Quando o caminhão alcançou a pista, a chiadeira tomou conta do rádio e o melhor a fazer era desligar e prosear um pouco pra gastar o tempo. Simão foi quem puxou conversa: "Ei Zé lembra aquela vez que a gente ficou 10 dias no Incra em SP? Foi bom demais ver aquele povo que tava acampado na pista, saber que a terra tinha saído. Comemoramos a noite toda." E Zé em silêncio. Simão tentou mais uma vez: "E aquela outra vez que a gente fechou a pista? A gente já era assentado e tava lutando pela renegociação das dívidas. Bons tempos, e a gente conseguia tudo na luta." "Bons tempos", foi a deixa para Zé se animar e entrar na conversa, arrebatando logo de cara: "Para de bestagem Simão! Bons tempos é agora que o governo olha por nós e tem as políticas públicas. Antes era um sacrifício danado e a gente precisava ficar debaixo do mando dos militantes. Hoje não, pois é nós e o governo, direto, sem intermediário.
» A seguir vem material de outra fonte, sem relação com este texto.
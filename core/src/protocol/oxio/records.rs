/*
 * records.rs
 * Copyright (C) 2026 The Oxio Authors
 *
 * This file is part of Oxio, an Open-Xchange backend for mapistore.
 *
 * Oxio is free software: you can redistribute it and/or modify
 * it under the terms of the GNU General Public License as published by
 * the Free Software Foundation, either version 3 of the License, or
 * (at your option) any later version.
 *
 * Oxio is distributed in the hope that it will be useful,
 * but WITHOUT ANY WARRANTY; without even the implied warranty of
 * MERCHANTABILITY or FITNESS FOR A PARTICULAR PURPOSE.  See the
 * GNU General Public License for more details.
 *
 * You should have received a copy of the GNU General Public License
 * along with Oxio.  If not, see <http://www.gnu.org/licenses/>.
 */

//! Decoding of App Suite JSON replies into directory records.
//!
//! Every reply is an object with either `data` or `error` (plus `code`, `error_params`).
//! List replies carry `data` as an array of arrays whose cells follow the order of
//! the `columns` request parameter.

use chrono::{DateTime, TimeZone, Utc};
use serde_json::Value;

use crate::store::{FolderRecord, MessageRecord, OxioError, SubfolderRecord};

const COL_FOLDER_ID: u32 = 1;
const COL_FOLDER_PARENT: u32 = 20;
const COL_FOLDER_TITLE: u32 = 300;
const COL_FOLDER_SUBFOLDERS: u32 = 304;

const COL_MAIL_ID: u32 = 600;
const COL_MAIL_FOLDER: u32 = 601;
const COL_MAIL_FROM: u32 = 603;
const COL_MAIL_TO: u32 = 604;
const COL_MAIL_CC: u32 = 605;
const COL_MAIL_SUBJECT: u32 = 607;
const COL_MAIL_RECEIVED: u32 = 610;

/// Parse a reply body, surfacing a server `error` member as `RemoteUnavailable`.
pub fn parse_reply(body: &[u8]) -> Result<Value, OxioError> {
    let value: Value = serde_json::from_slice(body)?;
    if let Some(err) = value.get("error") {
        let message = err.as_str().unwrap_or("unknown error");
        let code = value.get("code").and_then(Value::as_str).unwrap_or("?");
        return Err(OxioError::remote(format!("server error {}: {}", code, message)));
    }
    Ok(value)
}

/// Take the `data` member out of a parsed reply.
pub fn into_data(mut reply: Value) -> Result<Value, OxioError> {
    reply
        .get_mut("data")
        .map(Value::take)
        .ok_or_else(|| OxioError::remote("reply without data"))
}

/// Session id from a login reply.
pub fn decode_login(reply: &Value) -> Result<String, OxioError> {
    reply
        .get("session")
        .and_then(Value::as_str)
        .filter(|s| !s.is_empty())
        .map(str::to_string)
        .ok_or_else(|| OxioError::remote("login reply without session"))
}

/// `folders?action=get` data object.
pub fn decode_folder(data: &Value) -> Result<FolderRecord, OxioError> {
    if !data.is_object() {
        return Err(OxioError::remote("folder data is not an object"));
    }
    Ok(FolderRecord {
        parent_locator: data.get("folder_id").map(locator_text).unwrap_or_default(),
        display_name: data
            .get("title")
            .and_then(Value::as_str)
            .unwrap_or_default()
            .to_string(),
        has_subfolders: data.get("subfolders").map(flag).unwrap_or(false),
        total_messages: data.get("total").and_then(Value::as_u64).unwrap_or(0),
    })
}

/// `folders?action=list` rows, decoded by the requested `columns`.
pub fn decode_subfolders(data: &Value, columns: &[u32]) -> Result<Vec<SubfolderRecord>, OxioError> {
    let id = column_position(columns, COL_FOLDER_ID)?;
    let parent = columns.iter().position(|c| *c == COL_FOLDER_PARENT);
    let title = columns.iter().position(|c| *c == COL_FOLDER_TITLE);
    let subfolders = columns.iter().position(|c| *c == COL_FOLDER_SUBFOLDERS);

    rows(data)?
        .iter()
        .map(|row| {
            let cells = row_cells(row)?;
            Ok(SubfolderRecord {
                locator: cell(cells, Some(id)).map(locator_text).unwrap_or_default(),
                parent_locator: cell(cells, parent).map(locator_text).unwrap_or_default(),
                display_name: cell(cells, title)
                    .and_then(Value::as_str)
                    .unwrap_or_default()
                    .to_string(),
                has_subfolders: cell(cells, subfolders).map(flag).unwrap_or(false),
            })
        })
        .collect()
}

/// `mail?action=all` rows, decoded by the requested `columns`.
pub fn decode_messages(data: &Value, columns: &[u32]) -> Result<Vec<MessageRecord>, OxioError> {
    let id = column_position(columns, COL_MAIL_ID)?;
    let folder = columns.iter().position(|c| *c == COL_MAIL_FOLDER);
    let from = columns.iter().position(|c| *c == COL_MAIL_FROM);
    let to = columns.iter().position(|c| *c == COL_MAIL_TO);
    let cc = columns.iter().position(|c| *c == COL_MAIL_CC);
    let subject = columns.iter().position(|c| *c == COL_MAIL_SUBJECT);
    let received = columns.iter().position(|c| *c == COL_MAIL_RECEIVED);

    rows(data)?
        .iter()
        .map(|row| {
            let cells = row_cells(row)?;
            Ok(MessageRecord {
                locator: cell(cells, Some(id)).map(locator_text).unwrap_or_default(),
                folder_locator: cell(cells, folder).map(locator_text).unwrap_or_default(),
                subject: cell(cells, subject).and_then(Value::as_str).map(str::to_string),
                from: cell(cells, from).map(addresses).unwrap_or_default(),
                to: cell(cells, to).map(addresses).unwrap_or_default(),
                cc: cell(cells, cc).map(addresses).unwrap_or_default(),
                received: cell(cells, received).and_then(epoch_millis),
            })
        })
        .collect()
}

fn column_position(columns: &[u32], column: u32) -> Result<usize, OxioError> {
    columns
        .iter()
        .position(|c| *c == column)
        .ok_or_else(|| OxioError::invalid(format!("column {} not requested", column)))
}

fn rows(data: &Value) -> Result<&Vec<Value>, OxioError> {
    data.as_array()
        .ok_or_else(|| OxioError::remote("list data is not an array"))
}

fn row_cells(row: &Value) -> Result<&Vec<Value>, OxioError> {
    row.as_array()
        .ok_or_else(|| OxioError::remote("list row is not an array"))
}

fn cell(cells: &[Value], position: Option<usize>) -> Option<&Value> {
    position.and_then(|p| cells.get(p)).filter(|v| !v.is_null())
}

/// Folder and mail ids are strings for mail folders but numbers for groupware folders.
fn locator_text(value: &Value) -> String {
    match value {
        Value::String(s) => s.clone(),
        Value::Number(n) => n.to_string(),
        _ => String::new(),
    }
}

fn flag(value: &Value) -> bool {
    match value {
        Value::Bool(b) => *b,
        Value::Number(n) => n.as_u64().map(|n| n != 0).unwrap_or(false),
        _ => false,
    }
}

/// Address lists are `[[personal, address], ...]`; personal may be null.
fn addresses(value: &Value) -> Vec<String> {
    let Some(list) = value.as_array() else {
        return Vec::new();
    };
    list.iter()
        .filter_map(|pair| {
            let pair = pair.as_array()?;
            let personal = pair.first().and_then(Value::as_str).filter(|s| !s.is_empty());
            let address = pair.get(1).and_then(Value::as_str)?;
            Some(match personal {
                Some(name) => format!("{} <{}>", name, address),
                None => address.to_string(),
            })
        })
        .collect()
}

fn epoch_millis(value: &Value) -> Option<DateTime<Utc>> {
    let ms = value.as_i64()?;
    Utc.timestamp_millis_opt(ms).single()
}
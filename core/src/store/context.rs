/*
 * context.rs
 * Copyright (C) 2026 The Oxio Authors
 *
 * This file is part of Oxio, an Open-Xchange backend for mapistore.
 *
 * Oxio is free software: you can redistribute it and/or modify
 * it under the terms of the GNU General Public License as published by
 * the Free Software Foundation, either version 3 of the License, or
 * (at your option) any later version.
 *
 * Oxio is distributed in the hope that it will be useful,
 * but WITHOUT ANY WARRANTY; without even the implied warranty of
 * MERCHANTABILITY or FITNESS FOR A PARTICULAR PURPOSE.  See the
 * GNU General Public License for more details.
 *
 * You should have received a copy of the GNU General Public License
 * along with Oxio.  If not, see <http://www.gnu.org/licenses/>.
 */

//! Context: one root locator plus the identity index shared by every folder opened under it.
//!
//! Expected workflow: the host creates the context with a URI, then calls
//! `get_root_folder` with the id it assigned to that URI. That call seeds the index;
//! every later allocation counts up from the ids bound so far.

use std::sync::Arc;

use tracing::{debug, info};

use crate::store::directory::RemoteDirectory;
use crate::store::error::OxioError;
use crate::store::folder::Folder;
use crate::store::index::{IdentityIndex, NodeId};

pub struct Context {
    uri: String,
    index: Arc<IdentityIndex>,
    directory: Arc<dyn RemoteDirectory>,
}

impl Context {
    pub fn new(uri: impl Into<String>, directory: Arc<dyn RemoteDirectory>) -> Self {
        let uri = uri.into();
        info!(uri = %uri, "context created");
        Self {
            uri,
            index: Arc::new(IdentityIndex::new()),
            directory,
        }
    }

    pub fn uri(&self) -> &str {
        &self.uri
    }

    pub fn index(&self) -> &Arc<IdentityIndex> {
        &self.index
    }

    /// Bind `id` to the context URI and materialize the root folder.
    pub fn get_root_folder(&self, id: NodeId) -> Result<Folder, OxioError> {
        info!(uri = %self.uri, %id, "get_root_folder");
        self.index.bind(id, &self.uri);
        Folder::materialize(
            self.index.clone(),
            self.directory.clone(),
            &self.uri,
            id,
            None,
        )
    }

    /// Locator bound to `id`, or None for an unknown identifier.
    pub fn get_path(&self, id: NodeId) -> Option<String> {
        let path = self.index.locator_for(id);
        debug!(uri = %self.uri, %id, path = ?path, "get_path");
        path
    }
}
/*
 * index.rs
 * Copyright (C) 2026 The Oxio Authors
 *
 * This file is part of Oxio, an Open-Xchange backend for mapistore.
 *
 * Oxio is free software: you can redistribute it and/or modify
 * it under the terms of the GNU General Public License as published by
 * the Free Software Foundation, either version 3 of the License, or
 * (at your option) any later version.
 *
 * Oxio is distributed in the hope that it will be useful,
 * but WITHOUT ANY WARRANTY; without even the implied warranty of
 * MERCHANTABILITY or FITNESS FOR A PARTICULAR PURPOSE.  See the
 * GNU General Public License for more details.
 *
 * You should have received a copy of the GNU General Public License
 * along with Oxio.  If not, see <http://www.gnu.org/licenses/>.
 */

//! Identity index: bidirectional map between host folder ids (64-bit) and OX locators.
//!
//! The host addresses folders by numeric id; Open-Xchange addresses them by string.
//! Ids handed out here must stay stable for the lifetime of the owning context: the same
//! locator always maps back to the same id, however often its parent is re-listed.
//!
//! Lookups take the read lock and may run concurrently. `bind` and `allocate_or_lookup`
//! take the write lock, so the "max + 1 then bind" allocation step is mutually exclusive.

use std::collections::{BTreeMap, HashMap};
use std::fmt;
use std::sync::{RwLock, RwLockReadGuard, RwLockWriteGuard};

use tracing::debug;

use crate::store::error::OxioError;

/// Host folder identifier.
#[derive(Debug, Clone, Copy, Hash, Eq, PartialEq, Ord, PartialOrd)]
pub struct NodeId(pub u64);

impl NodeId {
    pub fn as_u64(&self) -> u64 {
        self.0
    }
}

impl fmt::Display for NodeId {
    fn fmt(&self, f: &mut fmt::Formatter<'_>) -> fmt::Result {
        write!(f, "{:#x}", self.0)
    }
}

impl From<u64> for NodeId {
    fn from(v: u64) -> Self {
        NodeId(v)
    }
}

#[derive(Default)]
struct Entries {
    /// Ordered so the highest id is the last key.
    by_id: BTreeMap<NodeId, String>,
    by_locator: HashMap<String, NodeId>,
}

impl Entries {
    fn insert(&mut self, id: NodeId, locator: &str) {
        // Evict stale partners on both sides so the two maps stay mutual inverses.
        if let Some(old_locator) = self.by_id.insert(id, locator.to_string()) {
            if old_locator != locator {
                self.by_locator.remove(&old_locator);
            }
        }
        if let Some(old_id) = self.by_locator.insert(locator.to_string(), id) {
            if old_id != id {
                self.by_id.remove(&old_id);
            }
        }
    }
}

/// Bidirectional id <-> locator map with monotonic allocation.
#[derive(Default)]
pub struct IdentityIndex {
    entries: RwLock<Entries>,
}

impl IdentityIndex {
    pub fn new() -> Self {
        Self::default()
    }

    fn read(&self) -> RwLockReadGuard<'_, Entries> {
        self.entries.read().unwrap_or_else(|e| e.into_inner())
    }

    fn write(&self) -> RwLockWriteGuard<'_, Entries> {
        self.entries.write().unwrap_or_else(|e| e.into_inner())
    }

    /// Bind `id` to `locator` in both directions. Last write wins: any previous partner of
    /// either side is dropped.
    pub fn bind(&self, id: NodeId, locator: &str) {
        debug!(%id, locator, "index bind");
        self.write().insert(id, locator);
    }

    /// Return the id bound to `locator`, allocating `max(id) + 1` if it has none.
    ///
    /// Fails with `IndexNotSeeded` when nothing has been bound yet.
    pub fn allocate_or_lookup(&self, locator: &str) -> Result<NodeId, OxioError> {
        let mut entries = self.write();
        if let Some(id) = entries.by_locator.get(locator) {
            return Ok(*id);
        }
        let max = entries
            .by_id
            .last_key_value()
            .map(|(id, _)| *id)
            .ok_or(OxioError::IndexNotSeeded)?;
        let next = max
            .0
            .checked_add(1)
            .map(NodeId)
            .ok_or_else(|| OxioError::invalid("identifier space exhausted"))?;
        entries.insert(next, locator);
        debug!(id = %next, locator, "index allocate");
        Ok(next)
    }

    /// Locator bound to `id`, or None for an unknown identifier.
    pub fn locator_for(&self, id: NodeId) -> Option<String> {
        self.read().by_id.get(&id).cloned()
    }

    /// Id bound to `locator`.
    pub fn id_for(&self, locator: &str) -> Option<NodeId> {
        self.read().by_locator.get(locator).copied()
    }

    pub fn contains_id(&self, id: NodeId) -> bool {
        self.read().by_id.contains_key(&id)
    }

    pub fn len(&self) -> usize {
        self.read().by_id.len()
    }

    pub fn is_empty(&self) -> bool {
        self.read().by_id.is_empty()
    }
}
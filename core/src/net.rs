/*
 * net.rs
 * Copyright (C) 2026 The Oxio Authors
 *
 * This file is part of Oxio, an Open-Xchange backend for mapistore.
 *
 * Oxio is free software: you can redistribute it and/or modify
 * it under the terms of the GNU General Public License as published by
 * the Free Software Foundation, either version 3 of the License, or
 * (at your option) any later version.
 *
 * Oxio is distributed in the hope that it will be useful,
 * but WITHOUT ANY WARRANTY; without even the implied warranty of
 * MERCHANTABILITY or FITNESS FOR A PARTICULAR PURPOSE.  See the
 * GNU General Public License for more details.
 *
 * You should have received a copy of the GNU General Public License
 * along with Oxio.  If not, see <http://www.gnu.org/licenses/>.
 */

//! TLS client configuration shared by outgoing HTTPS connections.

use std::sync::{Arc, OnceLock};

use tokio_rustls::rustls::client::ClientConfig;
use tokio_rustls::rustls::RootCertStore;
use tracing::warn;

/// Build a root certificate store: platform native certs first, then webpki-roots as fallback.
fn build_root_store() -> RootCertStore {
    let mut root_store = RootCertStore::empty();
    match rustls_native_certs::load_native_certs() {
        Ok(certs) => {
            for cert in certs {
                let _ = root_store.add(cert);
            }
        }
        Err(e) => warn!(error = %e, "cannot load native certificates"),
    }
    if root_store.is_empty() {
        root_store.roots = webpki_roots::TLS_SERVER_ROOTS.iter().cloned().collect();
    }
    root_store
}

static HTTP_CLIENT_CONFIG: OnceLock<Arc<ClientConfig>> = OnceLock::new();

/// TLS client config for HTTP/1.1 (ALPN `http/1.1`, no client auth). Built once per process.
pub fn http_client_config() -> Arc<ClientConfig> {
    HTTP_CLIENT_CONFIG
        .get_or_init(|| {
            let mut config = ClientConfig::builder()
                .with_root_certificates(build_root_store())
                .with_no_client_auth();
            config.alpn_protocols = vec![b"http/1.1".to_vec()];
            Arc::new(config)
        })
        .clone()
}
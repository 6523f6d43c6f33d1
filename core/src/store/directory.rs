/*
 * directory.rs
 * Copyright (C) 2026 The Oxio Authors
 *
 * This file is part of Oxio, an Open-Xchange backend for mapistore.
 *
 * Oxio is free software: you can redistribute it and/or modify
 * it under the terms of the GNU General Public License as published by
 * the Free Software Foundation, either version 3 of the License, or
 * (at your option) any later version.
 *
 * Oxio is distributed in the hope that it will be useful,
 * but WITHOUT ANY WARRANTY; without even the implied warranty of
 * MERCHANTABILITY or FITNESS FOR A PARTICULAR PURPOSE.  See the
 * GNU General Public License for more details.
 *
 * You should have received a copy of the GNU General Public License
 * along with Oxio.  If not, see <http://www.gnu.org/licenses/>.
 */

//! RemoteDirectory trait: the three read operations folder materialization needs.
//!
//! Calls block until the remote answers. Implementations must not retry; a failure is
//! reported as `OxioError::RemoteUnavailable` and aborts the folder being built.

use chrono::{DateTime, Utc};

use crate::store::error::OxioError;

/// OX folder columns requested when listing subfolders (id, parent, title, module, type, subfolders).
pub const FOLDER_LIST_COLUMNS: &[u32] = &[1, 20, 300, 301, 302, 304];

/// OX mail columns requested when listing messages (id, folder, from, to, cc, subject, received).
pub const MAIL_LIST_COLUMNS: &[u32] = &[600, 601, 603, 604, 605, 607, 610];

/// Metadata for one folder (`folders?action=get`).
#[derive(Debug, Clone, Default, PartialEq)]
pub struct FolderRecord {
    /// Empty for the top of the tree.
    pub parent_locator: String,
    pub display_name: String,
    pub has_subfolders: bool,
    pub total_messages: u64,
}

/// One row of `folders?action=list`.
#[derive(Debug, Clone, Default, PartialEq)]
pub struct SubfolderRecord {
    pub locator: String,
    pub parent_locator: String,
    pub display_name: String,
    pub has_subfolders: bool,
}

/// One row of `mail?action=all`.
#[derive(Debug, Clone, Default, PartialEq)]
pub struct MessageRecord {
    pub locator: String,
    pub folder_locator: String,
    pub subject: Option<String>,
    pub from: Vec<String>,
    pub to: Vec<String>,
    pub cc: Vec<String>,
    pub received: Option<DateTime<Utc>>,
}

/// Authenticated read access to the remote groupware store.
pub trait RemoteDirectory: Send + Sync {
    /// Fetch metadata for the folder at `locator`.
    fn fetch_folder(&self, locator: &str) -> Result<FolderRecord, OxioError>;

    /// List the direct child folders of `locator`, in server order.
    fn list_subfolders(
        &self,
        locator: &str,
        columns: &[u32],
    ) -> Result<Vec<SubfolderRecord>, OxioError>;

    /// List the messages in `locator`, in server order.
    fn list_messages(&self, locator: &str, columns: &[u32]) -> Result<Vec<MessageRecord>, OxioError>;
}
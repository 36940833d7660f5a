//! Error types shared across the query front end and the table engine.

/// Errors raised while parsing or executing a statement.
///
/// Every variant carries a stable, human-readable message; callers (and the
/// test suite) match on the exact text. Nothing is retried or downgraded
/// internally: the layer that detects a violation surfaces it to its
/// immediate caller unchanged.
#[derive(thiserror::Error, Debug, Clone, PartialEq, Eq)]
pub enum Error {
    /// A user/query error: unknown column, wrong value type, missing or
    /// illegal key restriction, counter misuse, unbound parameters.
    #[error("{0}")]
    Invalid(String),
    /// Creating a keyspace or table that already exists without
    /// `IF NOT EXISTS`.
    #[error("{0}")]
    AlreadyExists(String),
    /// A table schema that cannot be constructed, such as mixing counter
    /// and non-counter fields.
    #[error("{0}")]
    Configuration(String),
}

pub type Result<T> = std::result::Result<T, Error>;

impl Error {
    pub(crate) fn invalid(msg: impl Into<String>) -> Self {
        Error::Invalid(msg.into())
    }
}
E o duro é que o movimento insiste nessa coisa de reforma agrária, e o que a gente tem que entender, é que reforma agrária já era. Assentamento é bom, muito bom, e não sou de cuspir no prato que eu comi, mas é só olhar pro lado e perceber que não tem mais como sair terra pra ninguém. Veja Simão, aqui é soja, soja por todo lado, e até no assentamento tem, feita por aqueles que andaram se enricando por aí. No nosso tempo, as terras tavam paradas, improdutivas, tinha um ou outro gado perdido, e aí, quando a gente pulava prá dentro das terras, o povo da cidade assustava, mas acabava entendendo. Hoje não. Não tá tendo mais terra parada. E as que tão parada, tá no aguardo de alguma coisa; tão assim, como no banco de reserva na partida de futebol. E olha, hoje pra nós assentado, não tá ruim não. Não tá assim uma beleza, como tá prô agronegócio, mas em vista do passado, melhorou foi muito. Você pode tirar por esse caminhão aqui, que conseguimos naquele projetinho feito pelos técnicos do território e não ocupando Incra. Aquele tempo das lutas radical já
passou Simão, a luta agora é se organizar, formar cooperativa, ir pro território disputar recurso, produzir e aproveitar as leis, como essa da merenda."
Simão ligou o rádio de novo, sintonizou numa estação que tava tocando música do estrangeiro, aumentou o volume e encostou sua cabeça no vidro. E assim, seguiram viagem.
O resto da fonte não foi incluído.